Syntactic innovation in EuropeDate Released: Sun, 3 July 2011 12:20 +0200
Linguists from Europe are creating a common Internet search engine that will give users access to numerous databases helping them to compare the structures of languages in Europe. This is one of the goals of the European Dialect Syntax project (Edisyn), which Marika Lekakou from the Netherlands introduced to South African linguists at a special talk on Monday 27 June at Interactions and Interfaces, the linguistics conference being hosted at Rhodes. Lekakou is a post-doctoral researcher at the Meertens Institute in the Netherlands.
Lekakou's talk kicked off a special panel discussion at the conference entitled “Approaches to Language Variation”, which was funded by the South Africa Netherlands research Programme on Alternatives in Development (SANPAD), bringing together top researchers from South Africa and the Netherlands among other countries.
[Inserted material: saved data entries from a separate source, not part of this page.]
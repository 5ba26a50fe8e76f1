//! Effective configuration and its layered resolution
//!
//! Precedence, highest first:
//! 1. explicit [`ConfigOverrides`]
//! 2. environment variables (`NEURALLOG_URL`, `NEURALLOG_NAMESPACE`)
//! 3. the first configuration file that exists and parses
//! 4. built-in defaults
//!
//! Each layer is a [`ConfigSource`] returning an optional [`PartialConfig`];
//! the resolver folds them from lowest to highest precedence.

use super::error::{NeuralLogError, Result};
use super::log_level::LogLevel;
use super::serializer::{JsonSerializer, ObjectSerializer};
use serde::Deserialize;
use std::collections::HashMap;
use std::fmt;
use std::path::{Path, PathBuf};
use std::str::FromStr;
use std::sync::Arc;

pub const DEFAULT_SERVER_URL: &str = "http://localhost:3030";
pub const DEFAULT_NAMESPACE: &str = "default";

pub const ENV_SERVER_URL: &str = "NEURALLOG_URL";
pub const ENV_NAMESPACE: &str = "NEURALLOG_NAMESPACE";

/// Candidate file names, searched in this order in each directory.
pub const CONFIG_FILE_NAMES: [&str; 3] = [".neurallogrc", ".neurallogrc.json", "neurallog.config.json"];

const LOG_LEVEL_PREFIX: &str = "logLevel.";
const HEADER_PREFIX: &str = "header.";

/// Configuration contributed by a single source.
///
/// Empty strings count as unset.
#[derive(Debug, Clone, Default, PartialEq)]
pub struct PartialConfig {
    pub server_url: Option<String>,
    pub namespace: Option<String>,
    pub log_levels: HashMap<String, LogLevel>,
    pub headers: HashMap<String, String>,
}

impl PartialConfig {
    pub fn is_empty(&self) -> bool {
        self.server_url.is_none()
            && self.namespace.is_none()
            && self.log_levels.is_empty()
            && self.headers.is_empty()
    }

    /// Overlay `other` on top of `self`; map entries override per key
    pub fn merge(&mut self, other: PartialConfig) {
        if let Some(url) = non_empty(other.server_url) {
            self.server_url = Some(url);
        }
        if let Some(namespace) = non_empty(other.namespace) {
            self.namespace = Some(namespace);
        }
        self.log_levels.extend(other.log_levels);
        self.headers.extend(other.headers);
    }
}

fn non_empty(value: Option<String>) -> Option<String> {
    value.filter(|v| !v.trim().is_empty())
}

/// Resolved, read-only configuration shared by a dispatcher and its transport.
#[derive(Clone)]
pub struct EffectiveConfig {
    server_url: String,
    namespace: String,
    log_levels: HashMap<String, LogLevel>,
    headers: HashMap<String, String>,
    serializer: Arc<dyn ObjectSerializer>,
}

impl EffectiveConfig {
    /// Start from the built-in defaults, bypassing files and environment
    pub fn builder() -> ConfigOverrides {
        ConfigOverrides::new()
    }

    fn from_partial(partial: PartialConfig, serializer: Option<Arc<dyn ObjectSerializer>>) -> Self {
        Self {
            server_url: partial
                .server_url
                .unwrap_or_else(|| DEFAULT_SERVER_URL.to_string()),
            namespace: partial
                .namespace
                .unwrap_or_else(|| DEFAULT_NAMESPACE.to_string()),
            log_levels: partial.log_levels,
            headers: partial.headers,
            serializer: serializer.unwrap_or_else(|| Arc::new(JsonSerializer::new())),
        }
    }

    pub fn server_url(&self) -> &str {
        &self.server_url
    }

    pub fn namespace(&self) -> &str {
        &self.namespace
    }

    pub fn log_levels(&self) -> &HashMap<String, LogLevel> {
        &self.log_levels
    }

    pub fn headers(&self) -> &HashMap<String, String> {
        &self.headers
    }

    pub fn serializer(&self) -> Arc<dyn ObjectSerializer> {
        Arc::clone(&self.serializer)
    }

    /// Threshold for a log name; INFO when not configured
    pub fn level_for(&self, log_name: &str) -> LogLevel {
        self.log_levels.get(log_name).copied().unwrap_or_default()
    }
}

impl Default for EffectiveConfig {
    fn default() -> Self {
        Self::from_partial(PartialConfig::default(), None)
    }
}

impl fmt::Debug for EffectiveConfig {
    fn fmt(&self, f: &mut fmt::Formatter<'_>) -> fmt::Result {
        f.debug_struct("EffectiveConfig")
            .field("server_url", &self.server_url)
            .field("namespace", &self.namespace)
            .field("log_levels", &self.log_levels)
            .field("headers", &self.headers)
            .field("serializer", &self.serializer.name())
            .finish()
    }
}

/// Programmatic settings, the highest-precedence layer.
///
/// # Example
///
/// ```
/// use neurallog::{ConfigOverrides, LogLevel};
///
/// let config = ConfigOverrides::new()
///     .namespace("payments")
///     .log_level("checkout", LogLevel::Debug)
///     .build();
///
/// assert_eq!(config.namespace(), "payments");
/// assert_eq!(config.level_for("checkout"), LogLevel::Debug);
/// assert_eq!(config.level_for("other"), LogLevel::Info);
/// ```
#[derive(Clone, Default)]
#[must_use = "builder methods return a new value"]
pub struct ConfigOverrides {
    partial: PartialConfig,
    serializer: Option<Arc<dyn ObjectSerializer>>,
}

impl ConfigOverrides {
    pub fn new() -> Self {
        Self::default()
    }

    pub fn server_url(mut self, url: impl Into<String>) -> Self {
        self.partial.server_url = Some(url.into());
        self
    }

    pub fn namespace(mut self, namespace: impl Into<String>) -> Self {
        self.partial.namespace = Some(namespace.into());
        self
    }

    pub fn log_level(mut self, log_name: impl Into<String>, level: LogLevel) -> Self {
        self.partial.log_levels.insert(log_name.into(), level);
        self
    }

    pub fn header(mut self, name: impl Into<String>, value: impl Into<String>) -> Self {
        self.partial.headers.insert(name.into(), value.into());
        self
    }

    pub fn serializer(mut self, serializer: Arc<dyn ObjectSerializer>) -> Self {
        self.serializer = Some(serializer);
        self
    }

    /// Apply onto the defaults only, without files or environment
    pub fn build(self) -> EffectiveConfig {
        let mut partial = PartialConfig::default();
        partial.merge(self.partial);
        EffectiveConfig::from_partial(partial, self.serializer)
    }
}

impl fmt::Debug for ConfigOverrides {
    fn fmt(&self, f: &mut fmt::Formatter<'_>) -> fmt::Result {
        f.debug_struct("ConfigOverrides")
            .field("partial", &self.partial)
            .field("serializer", &self.serializer.as_ref().map(|s| s.name().to_string()))
            .finish()
    }
}

/// One layer of configuration.
pub trait ConfigSource {
    fn name(&self) -> &str;

    /// `None` when the source has nothing to contribute
    fn load(&self) -> Option<PartialConfig>;
}

/// Where environment variables are read from.
#[derive(Debug, Clone, Default)]
pub enum Environment {
    #[default]
    Process,
    Fixed(HashMap<String, String>),
}

impl Environment {
    pub fn var(&self, key: &str) -> Option<String> {
        match self {
            Environment::Process => std::env::var(key).ok(),
            Environment::Fixed(vars) => vars.get(key).cloned(),
        }
    }
}

/// Reads `NEURALLOG_URL` and `NEURALLOG_NAMESPACE`.
#[derive(Debug, Clone, Default)]
pub struct EnvSource {
    env: Environment,
}

impl EnvSource {
    pub fn new(env: Environment) -> Self {
        Self { env }
    }
}

impl ConfigSource for EnvSource {
    fn name(&self) -> &str {
        "environment"
    }

    fn load(&self) -> Option<PartialConfig> {
        let partial = PartialConfig {
            server_url: non_empty(self.env.var(ENV_SERVER_URL)),
            namespace: non_empty(self.env.var(ENV_NAMESPACE)),
            ..PartialConfig::default()
        };
        (!partial.is_empty()).then_some(partial)
    }
}

/// First configuration file that exists and parses, searched per directory.
#[derive(Debug, Clone)]
pub struct FileSource {
    search_dirs: Vec<PathBuf>,
}

impl FileSource {
    pub fn new(search_dirs: Vec<PathBuf>) -> Self {
        Self { search_dirs }
    }

    /// Working directory first, then the home directory
    pub fn default_search_dirs() -> Vec<PathBuf> {
        std::env::current_dir()
            .ok()
            .into_iter()
            .chain(dirs::home_dir())
            .collect()
    }

    pub fn candidates(&self) -> impl Iterator<Item = PathBuf> + '_ {
        self.search_dirs
            .iter()
            .flat_map(|dir| CONFIG_FILE_NAMES.iter().map(move |name| dir.join(name)))
    }

    /// The winning candidate and its contents
    pub fn find(&self) -> Option<(PathBuf, PartialConfig)> {
        self.candidates()
            .filter(|path| path.is_file())
            .find_map(|path| parse_candidate(&path).ok().map(|partial| (path, partial)))
    }
}

impl ConfigSource for FileSource {
    fn name(&self) -> &str {
        "file"
    }

    fn load(&self) -> Option<PartialConfig> {
        self.find().map(|(_, partial)| partial)
    }
}

struct DefaultsSource;

impl ConfigSource for DefaultsSource {
    fn name(&self) -> &str {
        "defaults"
    }

    fn load(&self) -> Option<PartialConfig> {
        Some(PartialConfig {
            server_url: Some(DEFAULT_SERVER_URL.to_string()),
            namespace: Some(DEFAULT_NAMESPACE.to_string()),
            ..PartialConfig::default()
        })
    }
}

/// Structured configuration document.
#[derive(Debug, Deserialize)]
#[serde(rename_all = "camelCase")]
struct JsonConfigFile {
    server_url: Option<String>,
    namespace: Option<String>,
    #[serde(default)]
    log_levels: HashMap<String, String>,
    #[serde(default)]
    headers: HashMap<String, String>,
}

/// Parse one candidate file, choosing the format from its extension.
///
/// `.json` files are structured documents; anything else is read as flat
/// `key=value` lines.
pub fn parse_candidate(path: &Path) -> Result<PartialConfig> {
    let display = path.display().to_string();
    let content =
        std::fs::read_to_string(path).map_err(|e| NeuralLogError::config_parse(&display, e.to_string()))?;

    let is_json = path
        .extension()
        .and_then(|ext| ext.to_str())
        .is_some_and(|ext| ext.eq_ignore_ascii_case("json"));

    if is_json {
        parse_json(&content).map_err(|e| NeuralLogError::config_parse(display, e.to_string()))
    } else {
        Ok(parse_flat(&content))
    }
}

fn parse_json(content: &str) -> std::result::Result<PartialConfig, serde_json::Error> {
    let file: JsonConfigFile = serde_json::from_str(content)?;
    Ok(PartialConfig {
        server_url: non_empty(file.server_url),
        namespace: non_empty(file.namespace),
        log_levels: parse_levels(file.log_levels),
        headers: file.headers,
    })
}

// Unknown level names are dropped silently.
fn parse_levels(raw: HashMap<String, String>) -> HashMap<String, LogLevel> {
    raw.into_iter()
        .filter_map(|(name, level)| LogLevel::from_str(&level).ok().map(|level| (name, level)))
        .collect()
}

fn parse_flat(content: &str) -> PartialConfig {
    let mut partial = PartialConfig::default();
    let mut levels = HashMap::new();

    for line in content.lines() {
        let line = line.trim();
        if line.is_empty() || line.starts_with('#') || line.starts_with('!') {
            continue;
        }
        let Some(split) = line.find(['=', ':']) else {
            continue;
        };
        let key = line[..split].trim();
        let value = line[split + 1..].trim();

        if let Some(name) = key.strip_prefix(LOG_LEVEL_PREFIX) {
            levels.insert(name.to_string(), value.to_string());
        } else if let Some(name) = key.strip_prefix(HEADER_PREFIX) {
            partial.headers.insert(name.to_string(), value.to_string());
        } else if key == "serverUrl" {
            partial.server_url = non_empty(Some(value.to_string()));
        } else if key == "namespace" {
            partial.namespace = non_empty(Some(value.to_string()));
        }
    }

    partial.log_levels = parse_levels(levels);
    partial
}

/// Folds every configuration layer into an [`EffectiveConfig`].
#[derive(Debug, Clone, Default)]
pub struct ConfigResolver {
    search_dirs: Option<Vec<PathBuf>>,
    env: Environment,
}

impl ConfigResolver {
    pub fn new() -> Self {
        Self::default()
    }

    /// Replace the working-directory/home search order
    #[must_use]
    pub fn with_search_dirs(mut self, dirs: Vec<PathBuf>) -> Self {
        self.search_dirs = Some(dirs);
        self
    }

    /// Read variables from a fixed map instead of the process environment
    #[must_use]
    pub fn with_env(mut self, vars: HashMap<String, String>) -> Self {
        self.env = Environment::Fixed(vars);
        self
    }

    /// Sources from lowest to highest precedence, excluding explicit overrides
    pub fn sources(&self) -> Vec<Box<dyn ConfigSource>> {
        let dirs = self
            .search_dirs
            .clone()
            .unwrap_or_else(FileSource::default_search_dirs);
        vec![
            Box::new(DefaultsSource),
            Box::new(FileSource::new(dirs)),
            Box::new(EnvSource::new(self.env.clone())),
        ]
    }

    pub fn resolve(&self, overrides: Option<&ConfigOverrides>) -> EffectiveConfig {
        let mut layers: Vec<PartialConfig> = self.sources().iter().filter_map(|s| s.load()).collect();
        layers.extend(overrides.map(|o| o.partial.clone()));

        let partial = layers.into_iter().fold(PartialConfig::default(), |mut acc, layer| {
            acc.merge(layer);
            acc
        });
        EffectiveConfig::from_partial(partial, overrides.and_then(|o| o.serializer.clone()))
    }
}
Edisyn has been in the works for the past five years. Lekakou said that meetings of the project are held every two years and that there are two goals to this project. Their first goal is to start a network of European dialect syntacticians that use “similar standards of methodology of data collection, data storage and annotation, data retrieval and cartography”, and the second goal is building the search engine, which will be opened in April 2012. Lekakou added that this programme is innovative in that it is the first project that includes different theoretical perspectives from different linguistic specialists and that a formal syntax research methodology was especially developed, by them, for this project.
She also presented some of her findings on syntactic variations between different dialects of Dutch, stating that there is an “abundance of doubling phenomena” in Dutch dialects; however, this is not found in formal language. Lekakou also noted that the syntactic variation between different dialects of Dutch is “enormous” and said she is “convinced” that this is not a “quirk” of Dutch but pertains to all languages.
Lekakou ended her speech by saying that the funding of research is important to keeping the Edisyn network going. The project is currently funded by the European Science Foundation.